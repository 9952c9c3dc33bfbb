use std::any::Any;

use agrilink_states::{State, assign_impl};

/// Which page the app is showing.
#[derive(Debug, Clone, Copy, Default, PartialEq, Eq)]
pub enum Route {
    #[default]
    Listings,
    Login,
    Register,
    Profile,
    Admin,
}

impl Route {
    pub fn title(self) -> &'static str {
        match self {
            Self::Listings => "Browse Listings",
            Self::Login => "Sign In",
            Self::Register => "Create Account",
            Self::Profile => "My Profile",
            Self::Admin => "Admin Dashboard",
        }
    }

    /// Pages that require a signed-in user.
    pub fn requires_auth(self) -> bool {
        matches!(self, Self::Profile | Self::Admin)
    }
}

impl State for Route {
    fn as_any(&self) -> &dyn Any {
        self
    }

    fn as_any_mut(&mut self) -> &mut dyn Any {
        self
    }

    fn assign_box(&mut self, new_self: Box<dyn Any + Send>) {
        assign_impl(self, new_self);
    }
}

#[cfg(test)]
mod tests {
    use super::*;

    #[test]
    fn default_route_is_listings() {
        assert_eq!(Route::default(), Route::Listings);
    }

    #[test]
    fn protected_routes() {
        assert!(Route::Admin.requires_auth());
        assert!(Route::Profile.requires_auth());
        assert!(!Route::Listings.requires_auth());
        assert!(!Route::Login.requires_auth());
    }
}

□ □ □ □

— Exercise description —
Reprint the entire listing exactly.

— Answer for this exercise —
repository 9952c9c3dc33bfbb
use std::any::Any;

use agrilink_states::{State, assign_impl};

/// Which page the app is showing.
#[derive(Debug, Clone, Copy, Default, PartialEq, Eq)]
pub enum Route {
    #[default]
    Listings,
    Login,
    Register,
    Profile,
    Admin,
}

impl Route {
    pub fn title(self) -> &'static str {
        match self {
            Self::Listings => "Browse Listings",
            Self::Login => "Sign In",
            Self::Register => "Create Account",
            Self::Profile => "My Profile",
            Self::Admin => "Admin Dashboard",
        }
    }

    /// Pages that require a signed-in user.
    pub fn requires_auth(self) -> bool {
        matches!(self, Self::Profile | Self::Admin)
    }
}

impl State for Route {
    fn as_any(&self) -> &dyn Any {
        self
    }

    fn as_any_mut(&mut self) -> &mut dyn Any {
        self
    }

    fn assign_box(&mut self, new_self: Box<dyn Any + Send>) {
        assign_impl(self, new_self);
    }
}

#[cfg(test)]
mod tests {
    use super::*;

    #[test]
    fn default_route_is_listings() {
        assert_eq!(Route::default(), Route::Listings);
    }

    #[test]
    fn protected_routes() {
        assert!(Route::Admin.requires_auth());
        assert!(Route::Profile.requires_auth());
        assert!(!Route::Listings.requires_auth());
        assert!(!Route::Login.requires_auth());
    }
}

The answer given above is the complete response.